[Records for processing]

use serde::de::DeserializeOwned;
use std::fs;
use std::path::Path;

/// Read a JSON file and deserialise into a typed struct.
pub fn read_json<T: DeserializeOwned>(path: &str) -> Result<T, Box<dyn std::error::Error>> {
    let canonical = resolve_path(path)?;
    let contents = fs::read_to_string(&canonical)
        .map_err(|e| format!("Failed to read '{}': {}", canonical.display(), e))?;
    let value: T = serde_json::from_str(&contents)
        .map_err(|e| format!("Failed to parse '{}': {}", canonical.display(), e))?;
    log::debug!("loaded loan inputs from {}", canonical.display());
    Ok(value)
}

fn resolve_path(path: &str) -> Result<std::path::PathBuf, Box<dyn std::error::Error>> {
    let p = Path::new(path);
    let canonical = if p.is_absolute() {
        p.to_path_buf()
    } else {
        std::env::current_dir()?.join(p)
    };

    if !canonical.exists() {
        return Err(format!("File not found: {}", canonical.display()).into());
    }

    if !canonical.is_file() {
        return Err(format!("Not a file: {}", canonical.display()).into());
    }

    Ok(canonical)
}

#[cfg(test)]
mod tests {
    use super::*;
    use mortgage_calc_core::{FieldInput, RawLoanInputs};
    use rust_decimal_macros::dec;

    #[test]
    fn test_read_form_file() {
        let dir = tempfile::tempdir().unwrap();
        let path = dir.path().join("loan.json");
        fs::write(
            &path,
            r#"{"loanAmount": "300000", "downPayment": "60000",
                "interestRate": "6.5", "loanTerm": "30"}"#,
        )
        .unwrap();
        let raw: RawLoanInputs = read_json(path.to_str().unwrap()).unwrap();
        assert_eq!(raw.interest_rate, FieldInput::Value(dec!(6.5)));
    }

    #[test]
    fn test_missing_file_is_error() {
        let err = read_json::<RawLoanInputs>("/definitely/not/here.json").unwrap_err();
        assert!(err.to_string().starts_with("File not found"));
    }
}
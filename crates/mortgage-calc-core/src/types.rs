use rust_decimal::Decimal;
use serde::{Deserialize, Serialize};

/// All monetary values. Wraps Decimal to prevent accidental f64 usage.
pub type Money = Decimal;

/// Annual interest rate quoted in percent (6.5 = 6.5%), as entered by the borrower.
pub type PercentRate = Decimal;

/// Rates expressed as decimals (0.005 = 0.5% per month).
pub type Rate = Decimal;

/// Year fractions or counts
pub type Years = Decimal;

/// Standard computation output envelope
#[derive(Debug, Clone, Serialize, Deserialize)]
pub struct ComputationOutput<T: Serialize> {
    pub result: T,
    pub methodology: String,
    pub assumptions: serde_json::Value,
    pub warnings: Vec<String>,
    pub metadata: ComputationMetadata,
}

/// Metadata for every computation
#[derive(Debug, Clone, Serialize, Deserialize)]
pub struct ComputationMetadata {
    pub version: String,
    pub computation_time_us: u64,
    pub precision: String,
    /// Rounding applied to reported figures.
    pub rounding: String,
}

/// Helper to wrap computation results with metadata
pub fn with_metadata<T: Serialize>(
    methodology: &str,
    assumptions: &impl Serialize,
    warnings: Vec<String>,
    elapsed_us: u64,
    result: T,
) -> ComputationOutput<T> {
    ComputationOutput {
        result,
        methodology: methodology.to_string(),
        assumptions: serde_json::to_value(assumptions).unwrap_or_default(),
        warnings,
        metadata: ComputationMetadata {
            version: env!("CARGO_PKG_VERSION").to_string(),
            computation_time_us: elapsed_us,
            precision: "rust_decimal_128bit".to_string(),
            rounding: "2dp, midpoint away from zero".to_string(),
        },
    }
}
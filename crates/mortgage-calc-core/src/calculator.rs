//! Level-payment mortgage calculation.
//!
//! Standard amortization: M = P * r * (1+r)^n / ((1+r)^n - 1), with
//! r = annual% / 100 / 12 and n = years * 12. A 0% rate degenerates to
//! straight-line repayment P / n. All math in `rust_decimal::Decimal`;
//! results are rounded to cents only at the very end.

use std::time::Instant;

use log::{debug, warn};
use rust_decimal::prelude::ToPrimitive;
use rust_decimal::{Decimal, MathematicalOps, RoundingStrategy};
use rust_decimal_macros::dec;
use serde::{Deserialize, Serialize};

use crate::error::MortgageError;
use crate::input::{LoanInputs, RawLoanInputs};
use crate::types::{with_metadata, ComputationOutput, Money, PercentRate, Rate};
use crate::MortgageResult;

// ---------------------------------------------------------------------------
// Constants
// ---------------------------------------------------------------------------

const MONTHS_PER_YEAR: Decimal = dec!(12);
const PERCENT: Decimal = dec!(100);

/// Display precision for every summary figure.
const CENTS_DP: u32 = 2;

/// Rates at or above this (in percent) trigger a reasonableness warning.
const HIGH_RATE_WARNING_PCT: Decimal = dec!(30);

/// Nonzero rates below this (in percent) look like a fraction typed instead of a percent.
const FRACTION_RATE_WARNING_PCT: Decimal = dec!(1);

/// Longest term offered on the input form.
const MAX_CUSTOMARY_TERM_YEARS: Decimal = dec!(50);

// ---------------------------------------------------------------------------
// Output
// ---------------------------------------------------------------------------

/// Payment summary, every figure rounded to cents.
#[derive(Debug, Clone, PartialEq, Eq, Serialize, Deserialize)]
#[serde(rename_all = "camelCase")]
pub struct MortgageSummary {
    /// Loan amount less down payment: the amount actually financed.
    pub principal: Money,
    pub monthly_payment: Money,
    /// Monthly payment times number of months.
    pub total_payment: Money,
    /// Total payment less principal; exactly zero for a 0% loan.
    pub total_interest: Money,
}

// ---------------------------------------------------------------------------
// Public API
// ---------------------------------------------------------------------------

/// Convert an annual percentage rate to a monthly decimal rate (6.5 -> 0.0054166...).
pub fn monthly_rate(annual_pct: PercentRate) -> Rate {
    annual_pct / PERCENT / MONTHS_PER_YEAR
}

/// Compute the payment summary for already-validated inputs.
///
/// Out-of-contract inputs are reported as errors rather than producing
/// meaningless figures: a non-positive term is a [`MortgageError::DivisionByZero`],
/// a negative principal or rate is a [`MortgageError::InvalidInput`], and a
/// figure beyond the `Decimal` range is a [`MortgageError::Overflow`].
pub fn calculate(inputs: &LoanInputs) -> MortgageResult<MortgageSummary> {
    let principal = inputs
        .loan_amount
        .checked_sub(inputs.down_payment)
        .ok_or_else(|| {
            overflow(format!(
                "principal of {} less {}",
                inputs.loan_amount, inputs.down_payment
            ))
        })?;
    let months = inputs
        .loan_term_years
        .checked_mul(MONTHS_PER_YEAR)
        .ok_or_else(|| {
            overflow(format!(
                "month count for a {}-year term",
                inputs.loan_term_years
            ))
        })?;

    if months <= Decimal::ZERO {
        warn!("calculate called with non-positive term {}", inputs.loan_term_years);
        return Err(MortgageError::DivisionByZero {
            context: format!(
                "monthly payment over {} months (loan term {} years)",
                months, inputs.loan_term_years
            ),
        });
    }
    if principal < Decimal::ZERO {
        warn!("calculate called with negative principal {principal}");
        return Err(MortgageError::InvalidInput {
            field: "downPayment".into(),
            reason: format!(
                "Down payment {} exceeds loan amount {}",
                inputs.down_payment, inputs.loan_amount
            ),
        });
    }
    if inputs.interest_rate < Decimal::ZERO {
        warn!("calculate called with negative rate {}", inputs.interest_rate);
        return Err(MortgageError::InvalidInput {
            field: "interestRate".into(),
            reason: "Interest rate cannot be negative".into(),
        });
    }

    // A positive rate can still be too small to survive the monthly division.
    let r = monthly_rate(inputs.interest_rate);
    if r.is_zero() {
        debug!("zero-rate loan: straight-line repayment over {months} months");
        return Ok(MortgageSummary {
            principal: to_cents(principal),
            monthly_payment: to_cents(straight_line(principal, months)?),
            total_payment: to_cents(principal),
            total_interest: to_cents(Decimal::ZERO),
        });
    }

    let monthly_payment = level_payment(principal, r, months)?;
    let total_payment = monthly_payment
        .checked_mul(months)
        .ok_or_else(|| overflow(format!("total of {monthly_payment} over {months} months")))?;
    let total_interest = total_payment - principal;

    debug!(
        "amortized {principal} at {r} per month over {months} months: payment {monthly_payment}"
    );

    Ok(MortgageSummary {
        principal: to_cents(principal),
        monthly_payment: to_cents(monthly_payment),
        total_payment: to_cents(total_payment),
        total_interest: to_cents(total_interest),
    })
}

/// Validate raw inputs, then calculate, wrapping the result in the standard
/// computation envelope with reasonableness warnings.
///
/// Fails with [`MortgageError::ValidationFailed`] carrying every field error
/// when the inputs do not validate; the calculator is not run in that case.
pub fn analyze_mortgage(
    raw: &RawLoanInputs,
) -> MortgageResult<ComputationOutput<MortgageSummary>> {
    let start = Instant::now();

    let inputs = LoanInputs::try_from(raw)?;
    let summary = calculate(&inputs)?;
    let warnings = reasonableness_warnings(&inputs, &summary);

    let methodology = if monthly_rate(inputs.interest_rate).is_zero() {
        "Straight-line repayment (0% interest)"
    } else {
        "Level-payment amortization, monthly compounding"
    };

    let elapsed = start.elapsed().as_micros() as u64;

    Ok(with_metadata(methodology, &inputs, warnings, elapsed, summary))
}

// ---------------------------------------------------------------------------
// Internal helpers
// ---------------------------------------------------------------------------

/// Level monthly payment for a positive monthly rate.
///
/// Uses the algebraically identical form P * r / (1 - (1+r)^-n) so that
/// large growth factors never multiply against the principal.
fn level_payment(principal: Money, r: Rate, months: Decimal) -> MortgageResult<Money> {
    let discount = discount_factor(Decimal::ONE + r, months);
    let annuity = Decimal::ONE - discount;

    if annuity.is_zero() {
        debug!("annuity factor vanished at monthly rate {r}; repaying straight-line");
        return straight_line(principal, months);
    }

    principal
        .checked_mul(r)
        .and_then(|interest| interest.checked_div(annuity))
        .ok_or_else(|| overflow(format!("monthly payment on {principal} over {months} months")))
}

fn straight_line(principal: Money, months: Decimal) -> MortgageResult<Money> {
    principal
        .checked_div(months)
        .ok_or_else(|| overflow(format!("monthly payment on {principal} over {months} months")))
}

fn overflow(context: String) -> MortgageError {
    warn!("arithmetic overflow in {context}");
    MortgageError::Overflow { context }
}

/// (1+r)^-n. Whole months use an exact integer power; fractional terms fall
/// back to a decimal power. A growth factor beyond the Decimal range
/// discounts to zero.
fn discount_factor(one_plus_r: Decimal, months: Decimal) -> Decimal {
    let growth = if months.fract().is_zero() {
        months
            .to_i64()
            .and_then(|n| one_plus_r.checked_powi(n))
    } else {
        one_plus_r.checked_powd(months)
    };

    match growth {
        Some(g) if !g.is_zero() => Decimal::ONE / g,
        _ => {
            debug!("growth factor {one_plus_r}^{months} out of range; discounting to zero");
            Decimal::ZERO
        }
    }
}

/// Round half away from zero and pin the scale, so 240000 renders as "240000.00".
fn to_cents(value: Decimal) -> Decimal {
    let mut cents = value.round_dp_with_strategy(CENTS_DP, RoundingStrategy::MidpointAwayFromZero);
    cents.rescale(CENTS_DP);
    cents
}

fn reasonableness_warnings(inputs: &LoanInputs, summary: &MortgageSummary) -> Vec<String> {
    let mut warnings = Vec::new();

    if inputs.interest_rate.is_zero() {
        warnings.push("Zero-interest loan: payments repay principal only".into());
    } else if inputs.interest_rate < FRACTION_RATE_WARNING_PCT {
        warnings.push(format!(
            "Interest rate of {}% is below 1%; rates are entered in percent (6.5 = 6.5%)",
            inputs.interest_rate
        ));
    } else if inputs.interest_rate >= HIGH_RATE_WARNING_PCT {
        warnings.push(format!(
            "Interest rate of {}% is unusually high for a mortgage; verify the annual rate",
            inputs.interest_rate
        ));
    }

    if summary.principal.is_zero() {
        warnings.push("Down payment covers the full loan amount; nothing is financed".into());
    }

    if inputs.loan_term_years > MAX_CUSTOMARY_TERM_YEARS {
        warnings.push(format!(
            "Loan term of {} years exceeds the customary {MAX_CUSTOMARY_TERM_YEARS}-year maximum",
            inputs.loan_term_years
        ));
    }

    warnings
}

[/Records for processing]

From the records above, pull out each line that has "range".

/// figure beyond the `Decimal` range is a [`MortgageError::Overflow`].
/// back to a decimal power. A growth factor beyond the Decimal range
            debug!("growth factor {one_plus_r}^{months} out of range; discounting to zero");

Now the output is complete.